今年に入って2人の間でこのネタの話になり、やってないのが勿体ないからゲレロンでも出ようという事になったという。前述の通りそこで止めるつもりがどんどん繋がっていき、KOC決勝にいたる。

 『伊集院光のばんぐみ』のライブで、ネタがつまんないから縄跳びしとけって言われたことが、こうなるとエピソードとして効いてくるね。だからVTRのコメントはある種の仁義だとは思う。

 このネタで予選を勝ち抜いてきたって事は、客席のマニアを魅了していったって事なんだよね。予選を通してきた審査員もかなりの英断だと思うのだけれど、それを裏付けるウケがあったって事だから。知人が「私が女子高生だったら絶対真似したくなると思う」って言ってたのはすごい説得力があった。そしてたぶんあまりお笑いを生で観てないだろう決勝観覧の人も巻き込んだことがすごい。映り込んでた人たち、笑って驚いてたもんなあ。
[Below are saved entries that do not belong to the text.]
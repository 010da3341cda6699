//! Single-time-step extraction.
//!
//! The output file keeps every dimension, variable and attribute of the
//! source. The `time` dimension shrinks to length one and every variable
//! that spans it holds only the selected step. Variables of a type the
//! writer cannot copy (char, string, compound) are left out and reported in
//! the returned [`SliceSummary`].

use std::path::Path;

use netcdf::types::{FloatType, IntType, NcVariableType};
use netcdf::{Extent, FileMut, Variable, VariableMut};
use tracing::{debug, warn};

use crate::error::{NetCdfError, NetCdfResult};
use crate::native::silence_hdf5_errors;
use crate::time_axis::TIME_NAME;

/// Outcome of writing one slice.
#[derive(Debug, Clone, Default, PartialEq, Eq)]
pub struct SliceSummary {
    /// Variables written to the slice
    pub copied: usize,
    /// Names of source variables that were not written
    pub skipped: Vec<String>,
}

/// Write `source` restricted to `time_index` into a new file at `dest`.
///
/// An existing file at `dest` is replaced.
pub fn write_time_slice<P: AsRef<Path>, Q: AsRef<Path>>(
    source: P,
    time_index: usize,
    dest: Q,
) -> NetCdfResult<SliceSummary> {
    silence_hdf5_errors();

    let input = netcdf::open(source.as_ref())?;

    let time_len = input
        .dimension(TIME_NAME)
        .ok_or_else(|| NetCdfError::MissingData("time dimension".to_string()))?
        .len();
    if time_index >= time_len {
        return Err(NetCdfError::TimeIndexOutOfRange {
            index: time_index,
            len: time_len,
        });
    }

    let mut output = netcdf::create(dest.as_ref())?;

    for dim in input.dimensions() {
        let name = dim.name();
        let len = if name == TIME_NAME { 1 } else { dim.len() };
        output.add_dimension(&name, len)?;
    }

    for attr in input.attributes() {
        output.add_attribute(attr.name(), attr.value()?)?;
    }

    let mut summary = SliceSummary::default();
    for var in input.variables() {
        if copy_variable(&var, &mut output, time_index)? {
            summary.copied += 1;
        } else {
            summary.skipped.push(var.name());
        }
    }

    debug!(
        source = %source.as_ref().display(),
        dest = %dest.as_ref().display(),
        time_index,
        copied = summary.copied,
        skipped = summary.skipped.len(),
        "Wrote time slice"
    );

    Ok(summary)
}

/// Read extents selecting one time step and everything along other dimensions.
fn slice_extents(var: &Variable, time_index: usize) -> Vec<Extent> {
    var.dimensions()
        .iter()
        .map(|dim| {
            if dim.name() == TIME_NAME {
                Extent::from(time_index..time_index + 1)
            } else {
                Extent::from(0..dim.len())
            }
        })
        .collect()
}

fn copy_attributes(source: &Variable, target: &mut VariableMut) -> NetCdfResult<()> {
    for attr in source.attributes() {
        target.put_attribute(attr.name(), attr.value()?)?;
    }
    Ok(())
}

macro_rules! copy_typed {
    ($ty:ty, $source:expr, $output:expr, $name:expr, $dims:expr, $extents:expr) => {{
        let values: Vec<$ty> = $source.get_values::<$ty, _>($extents)?;
        let mut target = $output.add_variable::<$ty>($name, $dims)?;
        copy_attributes($source, &mut target)?;
        if !values.is_empty() {
            target.put_values(&values, ..)?;
        }
    }};
}

/// Copy one variable; `false` when its type is not supported.
fn copy_variable(source: &Variable, output: &mut FileMut, time_index: usize) -> NetCdfResult<bool> {
    let name = source.name();
    let dim_names: Vec<String> = source.dimensions().iter().map(|d| d.name()).collect();
    let dims: Vec<&str> = dim_names.iter().map(String::as_str).collect();
    let extents = slice_extents(source, time_index);

    match source.vartype() {
        NcVariableType::Float(FloatType::F32) => copy_typed!(f32, source, output, &name, &dims, extents),
        NcVariableType::Float(FloatType::F64) => copy_typed!(f64, source, output, &name, &dims, extents),
        NcVariableType::Int(IntType::I8) => copy_typed!(i8, source, output, &name, &dims, extents),
        NcVariableType::Int(IntType::U8) => copy_typed!(u8, source, output, &name, &dims, extents),
        NcVariableType::Int(IntType::I16) => copy_typed!(i16, source, output, &name, &dims, extents),
        NcVariableType::Int(IntType::U16) => copy_typed!(u16, source, output, &name, &dims, extents),
        NcVariableType::Int(IntType::I32) => copy_typed!(i32, source, output, &name, &dims, extents),
        NcVariableType::Int(IntType::U32) => copy_typed!(u32, source, output, &name, &dims, extents),
        NcVariableType::Int(IntType::I64) => copy_typed!(i64, source, output, &name, &dims, extents),
        NcVariableType::Int(IntType::U64) => copy_typed!(u64, source, output, &name, &dims, extents),
        other => {
            warn!(variable = %name, vartype = ?other, "Skipping variable with unsupported type");
            return Ok(false);
        }
    }

    Ok(true)
}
 改めて観るとまず村長の動きにほぼミスがない(1ヶ所だけ捨てたなわとびを拾うところでもたついている)。なわとび自体は完璧。当たり前かも知れないけれど、なわとびが上手、っていう設定に説得力がないと面白くないからね。そして3助のシャウトがものすごい。最初からフルボリュームなんだけど、そっから前述のように更にリミット越えるんだよ。


6.KOC決勝-会場の反応
  大竹 なにそれ
  日村 なんだよこれ
  日村 なんだよこれ、はっはっは
  大竹 なんだよそれ
  日村 なんだよ
  大竹 なんだよそれ
  松本 どうしよっかなー
  三村 すげえの出てきちったな
 とにかく観客も審査員も本当に楽しそうな顔をしてるんだよね。賞レースの、祭りであると同時に持つある種シビアな空気をぶちこわして、ハッピーな空間に染め上げた時点で今回はにゃんこスターの大会になった。ネタ後に家族と手を振り合う光景も自然なものとしてそこにあった。点数発表後の浜田の頭に添えるようなツッコミと、審査員コメントのハイな感じも良い。 GAG宮戸が、2組後の自分達の番になってもまだ会場がざわついてたと言っていたが、実際に録画を見返すとそれがよく分かる。 優勝したかまいたちはその空気を完全に無視していた。これも見事な勝負。
 2本目の冒頭で同じ構造のネタをやることが分かった時にちゃんとウケた時点でにゃんこスターは完全に勝った。そしてやや息切れしつつも幸せしか感じさせないエンディング。


7.散見される感想など
 とにかく笑ったっていう感想もあれば、面白さが分からないのは自分だけ?って感想もあった。安心して、分からないって言ってる人は他にもいるしその言い回しを使ってる人もたくさんいる。こんなのコントじゃないっていう意見に対しては、あれをKOCの決勝でやって実際にウケたことが全てと言えると思う。KOC自体、コントの定義をなんでもありと謳っていたわけで。知ってか知らずか採点後の三村も「コントに決まりなんてないし!」ってコメントしてますね。
 決勝でやったからこそウケたんだって言うのはその通りだしわたしはそれどころかVTR込みでの勝負だったと思ってるんだけど、決勝の舞台まではそんな助けはなく自分達でウケる空気を作って勝ち進んできたんだからやっぱり2人が凄いんだよ。
 バナナマンはラジオで「変だとか言うけど、言っちゃえばもっと変なネタやってる人はいっぱいいるし」ってコメント。


8.KOC後
 予想通りナベプロに入り、順調にテレビ出演を果たしている。
 交際発言には驚いたが、ここで発表しなきゃいけない事情があったのだろう。芸人から芸能人になると、いろいろと怖いんだろうなあと思うよ。 邪推はいくらでもできる。いずれにしても芸能界最強の事務所なのでこの時点での最適解だと思う。あと、比較的長めに観てる人達が祝福しているのがこのコンビのありようを表しているような気はする。実際にカップルであるって事に触れられる事が多く、コンビ揃って出演してるので大正解って感じ。これ、にゃんこスター側からの発信だったらかなりの策だ…。
 コンビとしてはバラエティで呼ばれ続けてる感じだけれど、本当のヤマは次のR-1だよね。スーパー3助は最低でも決勝進出してほしい。元々優勝を狙ってたんだから。アンガールズ田中が笑ってたから、本当に現実味があると思う。田中ラインで事務所に味方を増やしていけば更に…。